Exercise: In the entries below, find each line with the word "title" and pull it out.
── Data for analysis ──
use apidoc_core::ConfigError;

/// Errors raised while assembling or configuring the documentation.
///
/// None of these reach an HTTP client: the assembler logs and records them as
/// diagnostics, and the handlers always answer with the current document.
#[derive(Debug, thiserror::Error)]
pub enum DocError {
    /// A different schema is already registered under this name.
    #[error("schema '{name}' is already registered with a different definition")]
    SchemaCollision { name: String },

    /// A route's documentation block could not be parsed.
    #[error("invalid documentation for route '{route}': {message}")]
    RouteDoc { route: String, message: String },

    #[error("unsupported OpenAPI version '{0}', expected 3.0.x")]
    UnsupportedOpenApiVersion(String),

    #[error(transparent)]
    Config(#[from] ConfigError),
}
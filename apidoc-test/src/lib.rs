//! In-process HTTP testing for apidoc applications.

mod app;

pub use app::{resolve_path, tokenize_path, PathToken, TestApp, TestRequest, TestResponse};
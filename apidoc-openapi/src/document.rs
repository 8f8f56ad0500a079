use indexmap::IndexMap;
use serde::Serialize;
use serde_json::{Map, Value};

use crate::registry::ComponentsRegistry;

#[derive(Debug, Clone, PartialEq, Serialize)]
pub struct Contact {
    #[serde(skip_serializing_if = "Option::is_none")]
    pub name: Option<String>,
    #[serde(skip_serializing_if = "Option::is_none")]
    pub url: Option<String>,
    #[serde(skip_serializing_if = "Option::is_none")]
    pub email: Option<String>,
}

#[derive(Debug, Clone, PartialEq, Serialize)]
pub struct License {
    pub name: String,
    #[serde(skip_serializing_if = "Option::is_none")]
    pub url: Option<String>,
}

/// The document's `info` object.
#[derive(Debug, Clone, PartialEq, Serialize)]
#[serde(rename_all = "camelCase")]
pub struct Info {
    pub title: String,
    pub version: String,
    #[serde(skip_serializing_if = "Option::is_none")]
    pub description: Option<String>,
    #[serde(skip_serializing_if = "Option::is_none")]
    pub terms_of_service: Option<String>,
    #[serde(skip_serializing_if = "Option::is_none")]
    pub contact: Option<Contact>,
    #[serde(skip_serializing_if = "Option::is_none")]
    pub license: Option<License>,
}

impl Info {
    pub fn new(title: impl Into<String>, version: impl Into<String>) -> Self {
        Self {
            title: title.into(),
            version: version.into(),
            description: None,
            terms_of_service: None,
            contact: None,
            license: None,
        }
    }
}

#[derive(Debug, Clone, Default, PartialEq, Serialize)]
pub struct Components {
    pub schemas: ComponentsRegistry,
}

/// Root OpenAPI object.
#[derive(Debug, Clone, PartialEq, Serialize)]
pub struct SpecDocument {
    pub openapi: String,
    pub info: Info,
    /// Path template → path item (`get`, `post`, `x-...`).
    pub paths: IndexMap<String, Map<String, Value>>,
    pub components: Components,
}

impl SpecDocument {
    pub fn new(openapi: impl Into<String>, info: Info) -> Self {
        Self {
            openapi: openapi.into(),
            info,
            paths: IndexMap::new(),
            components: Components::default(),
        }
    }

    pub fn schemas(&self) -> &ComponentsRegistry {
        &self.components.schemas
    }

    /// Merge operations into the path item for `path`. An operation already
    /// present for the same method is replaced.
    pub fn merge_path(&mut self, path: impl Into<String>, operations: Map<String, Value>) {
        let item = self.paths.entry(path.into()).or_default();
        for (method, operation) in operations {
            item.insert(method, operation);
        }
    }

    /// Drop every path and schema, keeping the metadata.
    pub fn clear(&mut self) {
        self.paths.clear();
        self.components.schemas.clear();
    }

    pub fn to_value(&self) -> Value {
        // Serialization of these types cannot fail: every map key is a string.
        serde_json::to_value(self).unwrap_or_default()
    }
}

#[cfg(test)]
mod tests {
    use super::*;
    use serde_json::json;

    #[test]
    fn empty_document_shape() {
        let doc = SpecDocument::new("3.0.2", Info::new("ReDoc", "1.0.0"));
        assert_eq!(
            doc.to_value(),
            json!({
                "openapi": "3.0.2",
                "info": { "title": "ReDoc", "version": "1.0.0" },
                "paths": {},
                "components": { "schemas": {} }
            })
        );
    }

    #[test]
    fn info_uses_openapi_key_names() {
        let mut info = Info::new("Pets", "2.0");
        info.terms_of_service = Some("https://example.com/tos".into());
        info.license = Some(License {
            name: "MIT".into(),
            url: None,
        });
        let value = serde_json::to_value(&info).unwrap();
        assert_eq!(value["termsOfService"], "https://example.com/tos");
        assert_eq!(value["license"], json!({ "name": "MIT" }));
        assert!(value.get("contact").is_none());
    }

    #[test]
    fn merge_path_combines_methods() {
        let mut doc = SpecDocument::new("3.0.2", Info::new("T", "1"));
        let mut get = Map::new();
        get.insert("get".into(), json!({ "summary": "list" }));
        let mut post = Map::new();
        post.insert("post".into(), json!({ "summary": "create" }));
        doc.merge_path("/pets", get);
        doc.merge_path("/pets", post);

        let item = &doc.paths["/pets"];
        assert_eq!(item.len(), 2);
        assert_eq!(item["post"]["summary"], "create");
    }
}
───
Solution for this task:
    pub title: String,
    pub fn new(title: impl Into<String>, version: impl Into<String>) -> Self {
            title: title.into(),
                "info": { "title": "ReDoc", "version": "1.0.0" },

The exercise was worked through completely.